Does clickbait ruin the news media?

Brian Penny

Does clickbait ruin the news media?

Journalism vs PR, SEO, and Content Marketing

I’m a gonzo journalist and content marketer, so you’re right in my wheelhouse discussing clickbait. First, some credentials. Here’s my Muck Rack account:https://muckrack.com/brian-penny/articles

Muck Rack is one of many tools used by the media to connect with each other and potential sources.

I also wrote a satirical article for Cracked (owned by Scripps) that dives deeper into how content marketing seeps into media reviews.https://www.cracked.com/personal-experiences-2507-how-i-used-fake-reviews-tons-free-crap.html

In it, I explain how the circuit works behind every product, game, movie, TV show, and any other reviews in major news outlets.

Journalists are told to return items by their publishers, but it’s not uncommon for them to keep them anyway. They don’t make enough to have that much integrity, and it blends into influencer marketing on social media.

In fact, you find the same things in both mainstream media and social media: clickbait, sponsored posts, media hype, etc.

By “clickbait ads,” I assume you mean the clearly sponsored posts that appear next to a story like mine in your news feed versus the sponsored display advertisements.

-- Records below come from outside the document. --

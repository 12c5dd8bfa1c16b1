//! Launch descriptors and dependency providers
//!
//! A dependency provider answers one question: given a platform and the
//! user's per-language settings, what command line and environment start
//! this language server? Providers that download and cache a server binary
//! implement [`SinglePathProvider`]; providers that expect the executable on
//! PATH use [`find_in_path`]. The actual download/extract machinery lives
//! outside the core, behind [`CoreDependencyInstaller`].

use lantern_core::prelude::*;
use lantern_settings::LanguageSettings;
use serde::{Deserialize, Serialize};
use std::path::{Path, PathBuf};

/// Platform tag for dependency resolution
#[derive(Debug, Clone, Copy, PartialEq, Eq, Hash, Serialize, Deserialize)]
pub enum Platform {
  LinuxX64,
  LinuxArm64,
  MacX64,
  MacArm64,
  WinX64,
}

impl Platform {
  /// Detect the platform this process runs on
  pub fn current() -> Self {
    if cfg!(target_os = "windows") {
      Platform::WinX64
    } else if cfg!(target_os = "macos") {
      if cfg!(target_arch = "aarch64") {
        Platform::MacArm64
      } else {
        Platform::MacX64
      }
    } else if cfg!(target_arch = "aarch64") {
      Platform::LinuxArm64
    } else {
      Platform::LinuxX64
    }
  }

  pub fn is_windows(&self) -> bool {
    matches!(self, Platform::WinX64)
  }

  pub fn as_str(&self) -> &'static str {
    match self {
      Platform::LinuxX64 => "linux-x64",
      Platform::LinuxArm64 => "linux-arm64",
      Platform::MacX64 => "osx-x64",
      Platform::MacArm64 => "osx-arm64",
      Platform::WinX64 => "win-x64",
    }
  }
}

/// Immutable description of how to start one language server.
///
/// `env` is an overlay merged onto the inherited environment: `Some(value)`
/// sets a variable (an empty string is a real value), `None` unsets an
/// inherited one.
#[derive(Debug, Clone)]
pub struct LaunchDescriptor {
  pub command: PathBuf,
  pub args: Vec<String>,
  pub cwd: PathBuf,
  pub env: Vec<(String, Option<String>)>,
  pub platform: Platform,
}

impl LaunchDescriptor {
  pub fn new(command: impl Into<PathBuf>, cwd: impl Into<PathBuf>) -> Self {
    Self {
      command: command.into(),
      args: Vec::new(),
      cwd: cwd.into(),
      env: Vec::new(),
      platform: Platform::current(),
    }
  }

  pub fn arg(mut self, arg: impl Into<String>) -> Self {
    self.args.push(arg.into());
    self
  }

  pub fn env_set(mut self, key: impl Into<String>, value: impl Into<String>) -> Self {
    self.env.push((key.into(), Some(value.into())));
    self
  }

  pub fn env_unset(mut self, key: impl Into<String>) -> Self {
    self.env.push((key.into(), None));
    self
  }
}

/// Resolves the launch command + env for one language on one platform
pub trait DependencyProvider: Send + Sync {
  fn resolve(
    &self,
    root: &Path,
    platform: Platform,
    settings: &LanguageSettings,
  ) -> Result<LaunchDescriptor>;
}

/// Installs a downloaded core dependency into a destination directory.
///
/// Concrete implementations (archive download + extraction, `gem install`)
/// live outside the core.
pub trait CoreDependencyInstaller: Send + Sync {
  fn install(&self, url: &str, destination: &Path) -> Result<()>;
}

/// Skeleton for providers that manage a single downloaded executable,
/// cached under a resources directory keyed by server and version.
pub trait SinglePathProvider {
  /// Language this provider serves (for error messages)
  fn language_id(&self) -> &str;

  /// Where the executable must end up for this version
  fn executable_path(&self, resources_dir: &Path, platform: Platform) -> PathBuf;

  /// Download URL for this platform and version
  fn download_url(&self, platform: Platform) -> Result<String>;

  /// Resolve the executable, installing it on first use.
  fn get_or_install(
    &self,
    resources_dir: &Path,
    platform: Platform,
    installer: Option<&dyn CoreDependencyInstaller>,
  ) -> Result<PathBuf> {
    let executable = self.executable_path(resources_dir, platform);
    if executable.exists() {
      return Ok(executable);
    }

    let Some(installer) = installer else {
      return Err(Error::DependencyMissing {
        language: self.language_id().to_string(),
        reason: format!("{} is not installed and no installer is configured", executable.display()),
      });
    };

    let destination = executable
      .parent()
      .ok_or_else(|| Error::Internal("executable path has no parent".to_string()))?;
    std::fs::create_dir_all(destination)?;

    let url = self.download_url(platform)?;
    info!(language = self.language_id(), url, "Installing language server");
    installer.install(&url, destination)?;

    if !executable.exists() {
      return Err(Error::DependencyMissing {
        language: self.language_id().to_string(),
        reason: format!("installer did not produce {}", executable.display()),
      });
    }
    make_executable(&executable, platform)?;
    Ok(executable)
  }
}

/// Set the executable bit on unix-extracted server scripts
fn make_executable(path: &Path, platform: Platform) -> Result<()> {
  if platform.is_windows() {
    return Ok(());
  }
  #[cfg(unix)]
  {
    use std::os::unix::fs::PermissionsExt;
    let mut perms = std::fs::metadata(path)?.permissions();
    perms.set_mode(0o755);
    std::fs::set_permissions(path, perms)?;
  }
  Ok(())
}

/// Look an executable up on PATH, honoring Windows extension conventions
pub fn find_in_path(name: &str) -> Option<PathBuf> {
  let path_var = std::env::var_os("PATH")?;
  let candidates: Vec<String> = if cfg!(windows) {
    vec![
      name.to_string(),
      format!("{}.exe", name),
      format!("{}.cmd", name),
      format!("{}.bat", name),
    ]
  } else {
    vec![name.to_string()]
  };

  for dir in std::env::split_paths(&path_var) {
    for candidate in &candidates {
      let full = dir.join(candidate);
      if full.is_file() {
        return Some(full);
      }
    }
  }
  None
}
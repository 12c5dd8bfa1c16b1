//! JSON-RPC multiplexer
//!
//! Correlates outbound requests with inbound responses by id, dispatches
//! server-originated requests and notifications to registered handlers, and
//! enforces per-request timeouts. One read-loop thread per client drives the
//! inbound stream; outbound writes are serialized through a single framed
//! writer, so requests hit the wire in submission order.

use lantern_core::prelude::*;
use parking_lot::Mutex;
use serde::de::DeserializeOwned;
use serde::Serialize;
use serde_json::{json, Value};
use std::collections::HashMap;
use std::io::{BufRead, Write};
use std::sync::atomic::{AtomicBool, AtomicI64, Ordering};
use std::sync::Arc;
use std::time::Duration;
use tokio::sync::oneshot;

use crate::transport::{FrameReader, FrameWriter};

/// Handler for a server-originated request; must produce a reply
pub type RequestHandler = Box<dyn Fn(Value) -> Result<Value> + Send + Sync>;

/// Handler for a server-originated notification; fire-and-forget
pub type NotificationHandler = Box<dyn Fn(Value) + Send + Sync>;

/// Dispatch entry for one inbound method.
///
/// Handlers run on the read-loop thread and must not issue blocking
/// outbound requests of their own; the response they would wait on can only
/// be delivered by the thread they are blocking.
pub enum InboundHandler {
  Request(RequestHandler),
  Notification(NotificationHandler),
}

struct Shared {
  name: String,
  writer: Mutex<FrameWriter<Box<dyn Write + Send>>>,
  pending: Mutex<HashMap<i64, oneshot::Sender<Result<Value>>>>,
  handlers: Mutex<HashMap<String, InboundHandler>>,
  closed: AtomicBool,
  on_close: Mutex<Option<Box<dyn FnOnce(&Error) + Send>>>,
}

impl Shared {
  fn write(&self, message: &Value) -> Result<()> {
    self.writer.lock().write_frame(message)
  }

  /// Fail every pending request and run the close hook once
  fn close(&self, reason: Error) {
    self.closed.store(true, Ordering::SeqCst);
    let slots: Vec<_> = {
      let mut pending = self.pending.lock();
      pending.drain().collect()
    };
    for (id, tx) in slots {
      let _ = tx.send(Err(Error::TransportClosed {
        context: format!("request {} abandoned: {}", id, reason),
      }));
    }
    if let Some(hook) = self.on_close.lock().take() {
      hook(&reason);
    }
  }
}

/// JSON-RPC client over one language server's stdio streams
pub struct RpcClient {
  next_id: AtomicI64,
  shared: Arc<Shared>,
  default_timeout: Mutex<Duration>,
}

impl RpcClient {
  /// Create a client and start its read loop on a dedicated thread.
  ///
  /// `name` tags log lines (typically the language id).
  pub fn new(
    reader: impl BufRead + Send + 'static,
    writer: impl Write + Send + 'static,
    name: impl Into<String>,
  ) -> Arc<Self> {
    let name = name.into();
    let shared = Arc::new(Shared {
      name: name.clone(),
      writer: Mutex::new(FrameWriter::new(Box::new(writer) as Box<dyn Write + Send>)),
      pending: Mutex::new(HashMap::new()),
      handlers: Mutex::new(HashMap::new()),
      closed: AtomicBool::new(false),
      on_close: Mutex::new(None),
    });

    let loop_shared = Arc::clone(&shared);
    std::thread::Builder::new()
      .name(format!("lsp-read-{}", name))
      .spawn(move || read_loop(loop_shared, FrameReader::new(reader)))
      .expect("failed to spawn transport read thread");

    Arc::new(Self {
      next_id: AtomicI64::new(1),
      shared,
      default_timeout: Mutex::new(Duration::from_secs_f64(
        lantern_core::constants::DEFAULT_REQUEST_TIMEOUT_SECS,
      )),
    })
  }

  /// Set the default per-request timeout
  pub fn set_request_timeout(&self, timeout: Duration) {
    *self.default_timeout.lock() = timeout;
  }

  /// Whether the transport has closed
  pub fn is_closed(&self) -> bool {
    self.shared.closed.load(Ordering::SeqCst)
  }

  /// Run a hook when the read loop ends (normal EOF or failure)
  pub fn on_close(&self, hook: impl FnOnce(&Error) + Send + 'static) {
    *self.shared.on_close.lock() = Some(Box::new(hook));
  }

  /// Register a handler for a server-originated request
  pub fn on_request(
    &self,
    method: impl Into<String>,
    handler: impl Fn(Value) -> Result<Value> + Send + Sync + 'static,
  ) {
    self
      .shared
      .handlers
      .lock()
      .insert(method.into(), InboundHandler::Request(Box::new(handler)));
  }

  /// Register a handler for a server-originated notification
  pub fn on_notification(
    &self,
    method: impl Into<String>,
    handler: impl Fn(Value) + Send + Sync + 'static,
  ) {
    self
      .shared
      .handlers
      .lock()
      .insert(method.into(), InboundHandler::Notification(Box::new(handler)));
  }

  /// Send a request and wait for its response with the default timeout
  pub async fn request(&self, method: &str, params: Value) -> Result<Value> {
    let timeout = *self.default_timeout.lock();
    self.request_with_timeout(method, params, timeout).await
  }

  /// Send a request and wait for its response with an explicit timeout.
  ///
  /// A timed-out request has its slot removed and a `$/cancelRequest` sent;
  /// a response arriving later is dropped by the read loop.
  pub async fn request_with_timeout(
    &self,
    method: &str,
    params: Value,
    timeout: Duration,
  ) -> Result<Value> {
    if self.is_closed() {
      return Err(Error::TransportClosed {
        context: format!("{}: transport already closed", self.shared.name),
      });
    }

    let id = self.next_id.fetch_add(1, Ordering::SeqCst);
    let (tx, rx) = oneshot::channel();
    self.shared.pending.lock().insert(id, tx);

    let message = json!({
        "jsonrpc": "2.0",
        "id": id,
        "method": method,
        "params": params,
    });
    trace!(name = %self.shared.name, id, method, "Sending request");

    if let Err(e) = self.shared.write(&message) {
      self.shared.pending.lock().remove(&id);
      return Err(e);
    }

    match tokio::time::timeout(timeout, rx).await {
      Ok(Ok(result)) => result,
      Ok(Err(_)) => Err(Error::TransportClosed {
        context: format!("{}: response channel dropped", self.shared.name),
      }),
      Err(_) => {
        self.cancel(id);
        Err(Error::Timeout {
          method: method.to_string(),
          seconds: timeout.as_secs_f64(),
        })
      },
    }
  }

  /// Send a notification (no response expected)
  pub fn notify(&self, method: &str, params: Value) -> Result<()> {
    trace!(name = %self.shared.name, method, "Sending notification");
    self.shared.write(&json!({
        "jsonrpc": "2.0",
        "method": method,
        "params": params,
    }))
  }

  /// Send a typed request
  pub async fn request_typed<R>(&self, params: R::Params) -> Result<R::Result>
  where
    R: lsp_types::request::Request,
    R::Params: Serialize,
    R::Result: DeserializeOwned,
  {
    let result = self.request(R::METHOD, serde_json::to_value(params)?).await?;
    Ok(serde_json::from_value(result)?)
  }

  /// Send a typed notification
  pub fn notify_typed<N>(&self, params: N::Params) -> Result<()>
  where
    N: lsp_types::notification::Notification,
    N::Params: Serialize,
  {
    self.notify(N::METHOD, serde_json::to_value(params)?)
  }

  /// Cancel an in-flight request: remove its slot and tell the server
  fn cancel(&self, id: i64) {
    self.shared.pending.lock().remove(&id);
    let _ = self.notify("$/cancelRequest", json!({ "id": id }));
  }
}

/// Inbound loop: classify each frame and dispatch it.
///
/// id + method   -> server request (reply with result or an error object)
/// id, no method -> response (fulfil the pending slot; drop unknown ids)
/// method, no id -> notification
fn read_loop<R: BufRead>(shared: Arc<Shared>, mut reader: FrameReader<R>) {
  let reason = loop {
    let message = match reader.read_frame() {
      Ok(message) => message,
      Err(e) => break e,
    };

    let id = message.get("id").cloned();
    let method = message
      .get("method")
      .and_then(Value::as_str)
      .map(str::to_string);

    match (id, method) {
      // Server requests may carry string ids; echo whatever we got
      (Some(id), Some(method)) => dispatch_server_request(&shared, id, &method, &message),
      (Some(id), None) => match id.as_i64() {
        // Our own outbound ids are always numeric
        Some(id) => dispatch_response(&shared, id, message),
        None => debug!(name = %shared.name, ?id, "Dropping response with non-numeric id"),
      },
      (None, Some(method)) => dispatch_notification(&shared, &method, &message),
      (None, None) => {
        warn!(name = %shared.name, "Dropping frame with neither id nor method");
      },
    }
  };

  match &reason {
    Error::TransportClosed { .. } => {
      debug!(name = %shared.name, "Transport closed: {}", reason);
    },
    _ => {
      error!(name = %shared.name, "Transport failed: {}", reason);
    },
  }
  shared.close(reason);
}

fn dispatch_server_request(shared: &Arc<Shared>, id: Value, method: &str, message: &Value) {
  let params = message.get("params").cloned().unwrap_or(Value::Null);
  let handlers = shared.handlers.lock();

  let reply = match handlers.get(method) {
    Some(InboundHandler::Request(handler)) => match handler(params) {
      Ok(result) => json!({"jsonrpc": "2.0", "id": id, "result": result}),
      Err(e) => json!({
          "jsonrpc": "2.0",
          "id": id,
          "error": {"code": -32603, "message": e.to_string()},
      }),
    },
    Some(InboundHandler::Notification(_)) | None => {
      debug!(name = %shared.name, method, "No request handler; replying MethodNotFound");
      json!({
          "jsonrpc": "2.0",
          "id": id,
          "error": {"code": -32601, "message": format!("Method not found: {}", method)},
      })
    },
  };
  drop(handlers);

  if let Err(e) = shared.write(&reply) {
    warn!(name = %shared.name, method, "Failed to reply to server request: {}", e);
  }
}

fn dispatch_response(shared: &Arc<Shared>, id: i64, message: Value) {
  let Some(tx) = shared.pending.lock().remove(&id) else {
    debug!(name = %shared.name, id, "Dropping response with unknown id");
    return;
  };

  let outcome = if let Some(error) = message.get("error") {
    Err(Error::Remote {
      code: error.get("code").and_then(Value::as_i64).unwrap_or(0),
      message: error
        .get("message")
        .and_then(Value::as_str)
        .unwrap_or("unknown error")
        .to_string(),
    })
  } else {
    Ok(message.get("result").cloned().unwrap_or(Value::Null))
  };

  // Receiver may have timed out and gone away; that is fine
  let _ = tx.send(outcome);
}

fn dispatch_notification(shared: &Arc<Shared>, method: &str, message: &Value) {
  let params = message.get("params").cloned().unwrap_or(Value::Null);
  let handlers = shared.handlers.lock();
  match handlers.get(method) {
    Some(InboundHandler::Notification(handler)) => handler(params),
    Some(InboundHandler::Request(_)) => {
      warn!(name = %shared.name, method, "Notification arrived for a request handler; ignoring");
    },
    None => {
      trace!(name = %shared.name, method, "Unhandled notification");
    },
  }
}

Display advertisements like pop up ads are like ad pages in a physical newspaper or magazine. The typical physical newspaper is about 50/50 ads to stories, although that’s deceiving, because editorials are also mixed in with investigative journalism.

On Quora, that is equivalent to the sponsored answers I come across while trying to find something interesting to read versus the ad that shows at the bottom of the screen that I don’t get paid for.

Those are the posts the publisher actually gets paid by a brand directly to post. But that’s not the only way businesses and people pay to be featured in the news.

Content marketing is the other side of this, which makes the editorial section the most sought after section of the newspaper over the ads. People pay to get featured on the news, and there’s the entire PR and content marketing industry being fueled by this money.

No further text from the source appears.